Saved entries
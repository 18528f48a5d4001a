// Copyright 2024 FastLabs Developers
//
// Licensed under the Apache License, Version 2.0 (the "License");
// you may not use this file except in compliance with the License.
// You may obtain a copy of the License at
//
//     http://www.apache.org/licenses/LICENSE-2.0
//
// Unless required by applicable law or agreed to in writing, software
// distributed under the License is distributed on an "AS IS" BASIS,
// WITHOUT WARRANTIES OR CONDITIONS OF ANY KIND, either express or implied.
// See the License for the specific language governing permissions and
// limitations under the License.


//! Message formatting with positional placeholders.
//!
//! Templates use `{0}`, `{1}`, ... to refer to arguments, optionally with an alignment such as
//! `{0,7}` (right aligned) or `{0,-7}` (left aligned). Braces are escaped by doubling them.
//! Alignments are limited to less than a million characters.

use std::fmt;
use std::iter;
use std::panic;
use std::panic::AssertUnwindSafe;

mod arg;
mod render;

pub use self::arg::Arg;
pub use self::arg::Handle;
pub use self::render::RendererRegistry;

/// Why a template could not be formatted.
#[derive(Debug, Clone, PartialEq, Eq)]
pub enum FormatError {
    /// A `}` without a matching `{`, or a `{` that is never closed.
    UnbalancedBrace {
        /// Byte offset in the template.
        position: usize,
    },
    /// A placeholder that is not `{index}` or `{index,alignment}`, or whose alignment is too wide.
    InvalidPlaceholder {
        /// Byte offset in the template.
        position: usize,
        /// The text between the braces.
        placeholder: String,
    },
    /// A placeholder referring to an argument that was not passed.
    MissingArgument {
        /// The referred index.
        index: usize,
        /// The number of arguments passed.
        count: usize,
    },
    /// Rendering an argument panicked.
    Panicked {
        /// The panic payload, if it was a string.
        message: String,
    },
}

impl fmt::Display for FormatError {
    fn fmt(&self, f: &mut fmt::Formatter<'_>) -> fmt::Result {
        match self {
            FormatError::UnbalancedBrace { position } => {
                write!(f, "unbalanced brace at position {position}")
            }
            FormatError::InvalidPlaceholder {
                position,
                placeholder,
            } => write!(f, "invalid placeholder '{{{placeholder}}}' at position {position}"),
            FormatError::MissingArgument { index, count } => write!(
                f,
                "placeholder {{{index}}} refers to a missing argument, {count} argument(s) given"
            ),
            FormatError::Panicked { message } => write!(f, "rendering panicked: {message}"),
        }
    }
}

impl std::error::Error for FormatError {}

/// Builds message text from a template and arguments.
///
/// Placeholders take an argument index and an optional alignment, nothing else. Format
/// specifiers such as `{0:0.00}` are not supported and make the call fall back; render the value
/// beforehand, e.g. `args![format!("{value:.2}")]`.
///
/// # Examples
///
/// ```
/// use logchan::args;
/// use logchan::format::Formatter;
///
/// let formatter = Formatter::default();
/// assert_eq!(formatter.format("{0} + {0} = {1}", args![1, 2]), "1 + 1 = 2");
///
/// // Formatting never fails; a broken call is embedded into the message.
/// let text = formatter.format("{0} and {1}", args!["only one"]);
/// assert!(text.starts_with("{0} and {1}"));
/// ```
#[derive(Debug, Default)]
pub struct Formatter {
    renderers: RendererRegistry,
}

impl Formatter {
    /// Create a formatter using the given renderers.
    pub fn new(renderers: RendererRegistry) -> Self {
        Self { renderers }
    }

    /// The renderers used to pre-render arguments.
    pub fn renderers(&self) -> &RendererRegistry {
        &self.renderers
    }

    /// Format the template, falling back to a plain rendering of the call if it is broken.
    ///
    /// A template without arguments is returned as is.
    pub fn format(&self, template: &str, args: &[Arg]) -> String {
        if args.is_empty() {
            return template.to_owned();
        }

        match self.try_format(template, args) {
            Ok(text) => text,
            Err(err) => fallback(template, args, &err),
        }
    }

    /// Format the template, reporting a broken call as an error.
    pub fn try_format(&self, template: &str, args: &[Arg]) -> Result<String, FormatError> {
        panic::catch_unwind(AssertUnwindSafe(|| {
            let rendered = args
                .iter()
                .map(|arg| self.renderers.render(arg).unwrap_or_else(|| arg.to_string()))
                .collect::<Vec<_>>();
            substitute(template, &rendered)
        }))
        .unwrap_or_else(|payload| {
            Err(FormatError::Panicked {
                message: panic_message(payload.as_ref()),
            })
        })
    }
}

fn substitute(template: &str, args: &[String]) -> Result<String, FormatError> {
    let mut text = String::with_capacity(template.len());
    let mut chars = template.char_indices().peekable();

    while let Some((position, c)) = chars.next() {
        match c {
            '{' => {
                if chars.next_if(|&(_, c)| c == '{').is_some() {
                    text.push('{');
                    continue;
                }

                let mut placeholder = String::new();
                loop {
                    match chars.next() {
                        Some((_, '}')) => break,
                        Some((_, c)) => placeholder.push(c),
                        None => return Err(FormatError::UnbalancedBrace { position }),
                    }
                }

                let (index, alignment) = parse_placeholder(&placeholder).ok_or_else(|| {
                    FormatError::InvalidPlaceholder {
                        position,
                        placeholder: placeholder.clone(),
                    }
                })?;
                let arg = args.get(index).ok_or(FormatError::MissingArgument {
                    index,
                    count: args.len(),
                })?;
                push_aligned(&mut text, arg, alignment);
            }
            '}' => {
                if chars.next_if(|&(_, c)| c == '}').is_none() {
                    return Err(FormatError::UnbalancedBrace { position });
                }
                text.push('}');
            }
            c => text.push(c),
        }
    }

    Ok(text)
}

/// Alignments must be narrower than this.
const MAX_ALIGNMENT: u32 = 1_000_000;

fn parse_placeholder(placeholder: &str) -> Option<(usize, i32)> {
    let (index, alignment) = match placeholder.split_once(',') {
        Some((index, alignment)) => (index, alignment.trim().parse::<i32>().ok()?),
        None => (placeholder, 0),
    };
    if alignment.unsigned_abs() >= MAX_ALIGNMENT {
        return None;
    }
    let index = index.trim();
    if index.is_empty() || !index.bytes().all(|b| b.is_ascii_digit()) {
        return None;
    }
    Some((index.parse().ok()?, alignment))
}

fn push_aligned(text: &mut String, arg: &str, alignment: i32) {
    let width = alignment.unsigned_abs() as usize;
    let padding = width.saturating_sub(arg.chars().count());
    if alignment < 0 {
        text.push_str(arg);
        text.extend(iter::repeat_n(' ', padding));
    } else {
        text.extend(iter::repeat_n(' ', padding));
        text.push_str(arg);
    }
}

fn fallback(template: &str, args: &[Arg], err: &FormatError) -> String {
    let args = panic::catch_unwind(AssertUnwindSafe(|| {
        args.iter()
            .map(ToString::to_string)
            .collect::<Vec<_>>()
            .join(", ")
    }))
    .unwrap_or_else(|_| "(error in argument Display call)".to_string());

    format!("{template}\n{args}\nFormatError: {err}")
}

pub(crate) fn panic_message(payload: &(dyn std::any::Any + Send)) -> String {
    if let Some(s) = payload.downcast_ref::<&str>() {
        s.to_string()
    } else if let Some(s) = payload.downcast_ref::<String>() {
        s.clone()
    } else {
        "unknown panic".to_string()
    }
}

What you need to do
The data above should be reproduced in full, word for word.

Solution to this problem
repository 18528f48a5d4001a
// Copyright 2024 FastLabs Developers
//
// Licensed under the Apache License, Version 2.0 (the "License");
// you may not use this file except in compliance with the License.
// You may obtain a copy of the License at
//
//     http://www.apache.org/licenses/LICENSE-2.0
//
// Unless required by applicable law or agreed to in writing, software
// distributed under the License is distributed on an "AS IS" BASIS,
// WITHOUT WARRANTIES OR CONDITIONS OF ANY KIND, either express or implied.
// See the License for the specific language governing permissions and
// limitations under the License.


//! Message formatting with positional placeholders.
//!
//! Templates use `{0}`, `{1}`, ... to refer to arguments, optionally with an alignment such as
//! `{0,7}` (right aligned) or `{0,-7}` (left aligned). Braces are escaped by doubling them.
//! Alignments are limited to less than a million characters.

use std::fmt;
use std::iter;
use std::panic;
use std::panic::AssertUnwindSafe;

mod arg;
mod render;

pub use self::arg::Arg;
pub use self::arg::Handle;
pub use self::render::RendererRegistry;

/// Why a template could not be formatted.
#[derive(Debug, Clone, PartialEq, Eq)]
pub enum FormatError {
    /// A `}` without a matching `{`, or a `{` that is never closed.
    UnbalancedBrace {
        /// Byte offset in the template.
        position: usize,
    },
    /// A placeholder that is not `{index}` or `{index,alignment}`, or whose alignment is too wide.
    InvalidPlaceholder {
        /// Byte offset in the template.
        position: usize,
        /// The text between the braces.
        placeholder: String,
    },
    /// A placeholder referring to an argument that was not passed.
    MissingArgument {
        /// The referred index.
        index: usize,
        /// The number of arguments passed.
        count: usize,
    },
    /// Rendering an argument panicked.
    Panicked {
        /// The panic payload, if it was a string.
        message: String,
    },
}

impl fmt::Display for FormatError {
    fn fmt(&self, f: &mut fmt::Formatter<'_>) -> fmt::Result {
        match self {
            FormatError::UnbalancedBrace { position } => {
                write!(f, "unbalanced brace at position {position}")
            }
            FormatError::InvalidPlaceholder {
                position,
                placeholder,
            } => write!(f, "invalid placeholder '{{{placeholder}}}' at position {position}"),
            FormatError::MissingArgument { index, count } => write!(
                f,
                "placeholder {{{index}}} refers to a missing argument, {count} argument(s) given"
            ),
            FormatError::Panicked { message } => write!(f, "rendering panicked: {message}"),
        }
    }
}

impl std::error::Error for FormatError {}

/// Builds message text from a template and arguments.
///
/// Placeholders take an argument index and an optional alignment, nothing else. Format
/// specifiers such as `{0:0.00}` are not supported and make the call fall back; render the value
/// beforehand, e.g. `args![format!("{value:.2}")]`.
///
/// # Examples
///
/// ```
/// use logchan::args;
/// use logchan::format::Formatter;
///
/// let formatter = Formatter::default();
/// assert_eq!(formatter.format("{0} + {0} = {1}", args![1, 2]), "1 + 1 = 2");
///
/// // Formatting never fails; a broken call is embedded into the message.
/// let text = formatter.format("{0} and {1}", args!["only one"]);
/// assert!(text.starts_with("{0} and {1}"));
/// ```
#[derive(Debug, Default)]
pub struct Formatter {
    renderers: RendererRegistry,
}

impl Formatter {
    /// Create a formatter using the given renderers.
    pub fn new(renderers: RendererRegistry) -> Self {
        Self { renderers }
    }

    /// The renderers used to pre-render arguments.
    pub fn renderers(&self) -> &RendererRegistry {
        &self.renderers
    }

    /// Format the template, falling back to a plain rendering of the call if it is broken.
    ///
    /// A template without arguments is returned as is.
    pub fn format(&self, template: &str, args: &[Arg]) -> String {
        if args.is_empty() {
            return template.to_owned();
        }

        match self.try_format(template, args) {
            Ok(text) => text,
            Err(err) => fallback(template, args, &err),
        }
    }

    /// Format the template, reporting a broken call as an error.
    pub fn try_format(&self, template: &str, args: &[Arg]) -> Result<String, FormatError> {
        panic::catch_unwind(AssertUnwindSafe(|| {
            let rendered = args
                .iter()
                .map(|arg| self.renderers.render(arg).unwrap_or_else(|| arg.to_string()))
                .collect::<Vec<_>>();
            substitute(template, &rendered)
        }))
        .unwrap_or_else(|payload| {
            Err(FormatError::Panicked {
                message: panic_message(payload.as_ref()),
            })
        })
    }
}

fn substitute(template: &str, args: &[String]) -> Result<String, FormatError> {
    let mut text = String::with_capacity(template.len());
    let mut chars = template.char_indices().peekable();

    while let Some((position, c)) = chars.next() {
        match c {
            '{' => {
                if chars.next_if(|&(_, c)| c == '{').is_some() {
                    text.push('{');
                    continue;
                }

                let mut placeholder = String::new();
                loop {
                    match chars.next() {
                        Some((_, '}')) => break,
                        Some((_, c)) => placeholder.push(c),
                        None => return Err(FormatError::UnbalancedBrace { position }),
                    }
                }

                let (index, alignment) = parse_placeholder(&placeholder).ok_or_else(|| {
                    FormatError::InvalidPlaceholder {
                        position,
                        placeholder: placeholder.clone(),
                    }
                })?;
                let arg = args.get(index).ok_or(FormatError::MissingArgument {
                    index,
                    count: args.len(),
                })?;
                push_aligned(&mut text, arg, alignment);
            }
            '}' => {
                if chars.next_if(|&(_, c)| c == '}').is_none() {
                    return Err(FormatError::UnbalancedBrace { position });
                }
                text.push('}');
            }
            c => text.push(c),
        }
    }

    Ok(text)
}

/// Alignments must be narrower than this.
const MAX_ALIGNMENT: u32 = 1_000_000;

fn parse_placeholder(placeholder: &str) -> Option<(usize, i32)> {
    let (index, alignment) = match placeholder.split_once(',') {
        Some((index, alignment)) => (index, alignment.trim().parse::<i32>().ok()?),
        None => (placeholder, 0),
    };
    if alignment.unsigned_abs() >= MAX_ALIGNMENT {
        return None;
    }
    let index = index.trim();
    if index.is_empty() || !index.bytes().all(|b| b.is_ascii_digit()) {
        return None;
    }
    Some((index.parse().ok()?, alignment))
}

fn push_aligned(text: &mut String, arg: &str, alignment: i32) {
    let width = alignment.unsigned_abs() as usize;
    let padding = width.saturating_sub(arg.chars().count());
    if alignment < 0 {
        text.push_str(arg);
        text.extend(iter::repeat_n(' ', padding));
    } else {
        text.extend(iter::repeat_n(' ', padding));
        text.push_str(arg);
    }
}

fn fallback(template: &str, args: &[Arg], err: &FormatError) -> String {
    let args = panic::catch_unwind(AssertUnwindSafe(|| {
        args.iter()
            .map(ToString::to_string)
            .collect::<Vec<_>>()
            .join(", ")
    }))
    .unwrap_or_else(|_| "(error in argument Display call)".to_string());

    format!("{template}\n{args}\nFormatError: {err}")
}

pub(crate) fn panic_message(payload: &(dyn std::any::Any + Send)) -> String {
    if let Some(s) = payload.downcast_ref::<&str>() {
        s.to_string()
    } else if let Some(s) = payload.downcast_ref::<String>() {
        s.clone()
    } else {
        "unknown panic".to_string()
    }
}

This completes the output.